And while Manafort doesn’t think a hearing in which Mueller could provide more evidence that Manafort lied about conspiring with a former or current GRU officer is necessary, he would like witness statements about which he could find some opportunity to fail to redact in the future.

While a hearing regarding the Government’s “good faith” in declaring a breach of the plea agreement is not necessary, to the extent that there are witness statements that the OSC contends demonstrate Mr. Manafort’s intentional falsehoods, these should be produced to the defense. After having an opportunity to review such statements and any other documentary evidence, the defendant would then suggest that the issues be narrowed during the usual sentencing process in the parties’ submissions to the U.S. Probation Office in the preparation of the PSR.

By treating all three of his Kilimnik lies as one, Manafort excuses the lie about the Madrid meeting — which Manafort’s spox issued a “clarification” to explain happened in January or February 2017 — the same way he excuses the lies about events that happened during the campaign — he was too busy running a campaign to remember them all.

[T]hese occurrences happened during a period when Mr.
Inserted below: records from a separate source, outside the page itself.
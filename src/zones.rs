use crate::models::HeartRateZone;

/// Zone calculation utilities
///
/// Zones are expressed against the athlete's working range, i.e. the span
/// between their baseline heart rate and their maximum heart rate:
/// - Peak: > 80%
/// - Cardio: > 70%
/// - Aerobic: > 60%
/// - Fat burn: > 50%
/// - Warm-up: > 0%
/// - Rest: otherwise
pub struct ZoneCalculator;

impl ZoneCalculator {
    /// Percentage of the working range a heart rate sits at
    ///
    /// May be negative when the heart rate is below baseline. A degenerate
    /// range (max at or below baseline) yields zero.
    pub fn hr_percentage(heart_rate: f64, baseline: f64, max_hr: f64) -> f64 {
        let range = max_hr - baseline;
        if range <= 0.0 {
            return 0.0;
        }
        (heart_rate - baseline) / range * 100.0
    }

    /// Determine which zone a working-range percentage falls into
    pub fn zone_for_percentage(hr_percentage: f64) -> HeartRateZone {
        if hr_percentage > 80.0 {
            HeartRateZone::Peak
        } else if hr_percentage > 70.0 {
            HeartRateZone::Cardio
        } else if hr_percentage > 60.0 {
            HeartRateZone::Aerobic
        } else if hr_percentage > 50.0 {
            HeartRateZone::FatBurn
        } else if hr_percentage > 0.0 {
            HeartRateZone::WarmUp
        } else {
            HeartRateZone::Rest
        }
    }

    /// Recommended training band, 70-85% of max heart rate (bpm)
    pub fn target_band(max_hr: u16) -> (u16, u16) {
        let max = f64::from(max_hr);
        ((max * 0.70).round() as u16, (max * 0.85).round() as u16)
    }
}

#[cfg(test)]
mod tests {
    use super::*;

    #[test]
    fn test_zone_thresholds() {
        assert_eq!(ZoneCalculator::zone_for_percentage(81.0), HeartRateZone::Peak);
        assert_eq!(ZoneCalculator::zone_for_percentage(75.0), HeartRateZone::Cardio);
        assert_eq!(ZoneCalculator::zone_for_percentage(65.0), HeartRateZone::Aerobic);
        assert_eq!(ZoneCalculator::zone_for_percentage(55.0), HeartRateZone::FatBurn);
        assert_eq!(ZoneCalculator::zone_for_percentage(10.0), HeartRateZone::WarmUp);
        assert_eq!(ZoneCalculator::zone_for_percentage(0.0), HeartRateZone::Rest);
    }

    #[test]
    fn test_zone_boundaries_are_exclusive() {
        assert_eq!(ZoneCalculator::zone_for_percentage(80.0), HeartRateZone::Cardio);
        assert_eq!(ZoneCalculator::zone_for_percentage(70.0), HeartRateZone::Aerobic);
        assert_eq!(ZoneCalculator::zone_for_percentage(50.0), HeartRateZone::WarmUp);
        assert_eq!(ZoneCalculator::zone_for_percentage(-12.0), HeartRateZone::Rest);
    }

    #[test]
    fn test_hr_percentage() {
        // 70 baseline, 190 max: 130 bpm is halfway
        assert_eq!(ZoneCalculator::hr_percentage(130.0, 70.0, 190.0), 50.0);
        assert!(ZoneCalculator::hr_percentage(65.0, 70.0, 190.0) < 0.0);
        assert_eq!(ZoneCalculator::hr_percentage(130.0, 190.0, 190.0), 0.0);
    }

    #[test]
    fn test_target_band() {
        assert_eq!(ZoneCalculator::target_band(190), (133, 162));
        assert_eq!(ZoneCalculator::target_band(160), (112, 136));
    }
}
//! Bounded session history and end-of-session summary

use serde::{Deserialize, Serialize};
use statrs::statistics::Statistics;
use std::collections::VecDeque;

use crate::models::HistorySnapshot;

/// Upper bound on retained snapshots, one hour of ticks
pub const MAX_HISTORY_CAPACITY: usize = 3600;

/// Fixed-capacity FIFO of history snapshots
///
/// Once full, every push evicts the oldest entry.
#[derive(Debug, Clone, PartialEq, Serialize, Deserialize)]
pub struct HistoryBuffer {
    capacity: usize,
    entries: VecDeque<HistorySnapshot>,
}

impl HistoryBuffer {
    /// Create a buffer with capacity clamped to `1..=MAX_HISTORY_CAPACITY`
    pub fn new(capacity: usize) -> Self {
        let capacity = capacity.clamp(1, MAX_HISTORY_CAPACITY);
        Self {
            capacity,
            entries: VecDeque::with_capacity(capacity),
        }
    }

    pub fn push(&mut self, snapshot: HistorySnapshot) {
        while self.entries.len() >= self.capacity {
            self.entries.pop_front();
        }
        self.entries.push_back(snapshot);
    }

    pub fn clear(&mut self) {
        self.entries.clear();
    }

    pub fn capacity(&self) -> usize {
        self.capacity
    }

    pub fn len(&self) -> usize {
        self.entries.len()
    }

    pub fn is_empty(&self) -> bool {
        self.entries.is_empty()
    }

    pub fn latest(&self) -> Option<&HistorySnapshot> {
        self.entries.back()
    }

    /// Oldest first
    pub fn iter(&self) -> impl Iterator<Item = &HistorySnapshot> + '_ {
        self.entries.iter()
    }

    pub fn to_vec(&self) -> Vec<HistorySnapshot> {
        self.entries.iter().copied().collect()
    }
}

/// Statistics over the snapshots currently held in the buffer
#[derive(Debug, Clone, PartialEq, Serialize, Deserialize)]
pub struct SessionSummary {
    pub samples: usize,
    pub first_time: u64,
    pub last_time: u64,
    pub avg_heart_rate: f64,
    /// Sample standard deviation; zero for a single sample
    pub heart_rate_std_dev: f64,
    pub max_heart_rate: u16,
    pub min_hydration: u8,
    pub min_glycogen: u8,
    pub peak_fatigue: u8,
}

impl SessionSummary {
    pub fn from_history(history: &HistoryBuffer) -> Option<Self> {
        let first = history.iter().next()?;
        let last = history.latest()?;

        let heart_rates: Vec<f64> = history.iter().map(|s| f64::from(s.heart_rate)).collect();
        let avg_heart_rate = Statistics::mean(&heart_rates);
        let heart_rate_std_dev = if heart_rates.len() > 1 {
            Statistics::std_dev(&heart_rates)
        } else {
            0.0
        };

        Some(Self {
            samples: history.len(),
            first_time: first.time,
            last_time: last.time,
            avg_heart_rate,
            heart_rate_std_dev,
            max_heart_rate: history.iter().map(|s| s.heart_rate).max().unwrap_or_default(),
            min_hydration: history.iter().map(|s| s.hydration).min().unwrap_or_default(),
            min_glycogen: history.iter().map(|s| s.glycogen).min().unwrap_or_default(),
            peak_fatigue: history.iter().map(|s| s.fatigue).max().unwrap_or_default(),
        })
    }
}

#[cfg(test)]
mod tests {
    use super::*;

    fn snapshot(time: u64, heart_rate: u16) -> HistorySnapshot {
        HistorySnapshot {
            time,
            heart_rate,
            hydration: 100 - time as u8,
            glycogen: 100 - (time as u8) * 2,
            fatigue: time as u8,
        }
    }

    #[test]
    fn test_buffer_evicts_oldest_first() {
        let mut history = HistoryBuffer::new(3);
        for t in 0..5 {
            history.push(snapshot(t, 100));
        }

        assert_eq!(history.len(), 3);
        let times: Vec<u64> = history.iter().map(|s| s.time).collect();
        assert_eq!(times, vec![2, 3, 4]);
        assert_eq!(history.latest().unwrap().time, 4);
    }

    #[test]
    fn test_zero_capacity_is_raised() {
        let mut history = HistoryBuffer::new(0);
        history.push(snapshot(0, 90));
        history.push(snapshot(1, 91));
        assert_eq!(history.capacity(), 1);
        assert_eq!(history.to_vec(), vec![snapshot(1, 91)]);
    }

    #[test]
    fn test_oversized_capacity_is_clamped() {
        let mut history = HistoryBuffer::new(100_000_000_000_000);
        assert_eq!(history.capacity(), MAX_HISTORY_CAPACITY);

        for t in 0..(MAX_HISTORY_CAPACITY as u64 + 5) {
            history.push(snapshot(t % 50, 100));
        }
        assert_eq!(history.len(), MAX_HISTORY_CAPACITY);
    }

    #[test]
    fn test_clear() {
        let mut history = HistoryBuffer::new(5);
        history.push(snapshot(0, 90));
        history.clear();
        assert!(history.is_empty());
        assert!(SessionSummary::from_history(&history).is_none());
    }

    #[test]
    fn test_summary_statistics() {
        let mut history = HistoryBuffer::new(10);
        for (t, hr) in [(0, 100), (1, 110), (2, 120), (3, 130)] {
            history.push(snapshot(t, hr));
        }

        let summary = SessionSummary::from_history(&history).unwrap();
        assert_eq!(summary.samples, 4);
        assert_eq!(summary.first_time, 0);
        assert_eq!(summary.last_time, 3);
        assert!((summary.avg_heart_rate - 115.0).abs() < 1e-9);
        // sample std dev of 100, 110, 120, 130
        assert!((summary.heart_rate_std_dev - 12.909944487358056).abs() < 1e-9);
        assert_eq!(summary.max_heart_rate, 130);
        assert_eq!(summary.min_hydration, 97);
        assert_eq!(summary.min_glycogen, 94);
        assert_eq!(summary.peak_fatigue, 3);
    }

    #[test]
    fn test_single_sample_summary() {
        let mut history = HistoryBuffer::new(10);
        history.push(snapshot(7, 88));

        let summary = SessionSummary::from_history(&history).unwrap();
        assert_eq!(summary.heart_rate_std_dev, 0.0);
        assert_eq!(summary.avg_heart_rate, 88.0);
    }
}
Manafort was managing a U.S. presidential campaign and had countless meetings, email communications, and other interactions with many different individuals, and traveled frequently.

This is, of course, nonsense! Even the Ukrainian discussions (which Manafort’s lawyers try to minimize as maybe having been discussed on more than one occasion, but which Mueller has reason to believe got discussed “at each meeting” Kilimnik had with Manafort) appears to have extended beyond the time when Manafort was ousted from the campaign, as Kilimnik was still talking about it (though trying to distance Manafort from it) in February 2017, around the time he met Manafort in Madrid.

Kilimnik also said that he had drafted a plan to bring peace to Ukraine in the nearly three-year-old conflict with Russia.

He referred to it as a “Mariupol plan,” a reference to the southeastern port city that abuts the current line of conflict between government forces and Russia-backed separatist fighters.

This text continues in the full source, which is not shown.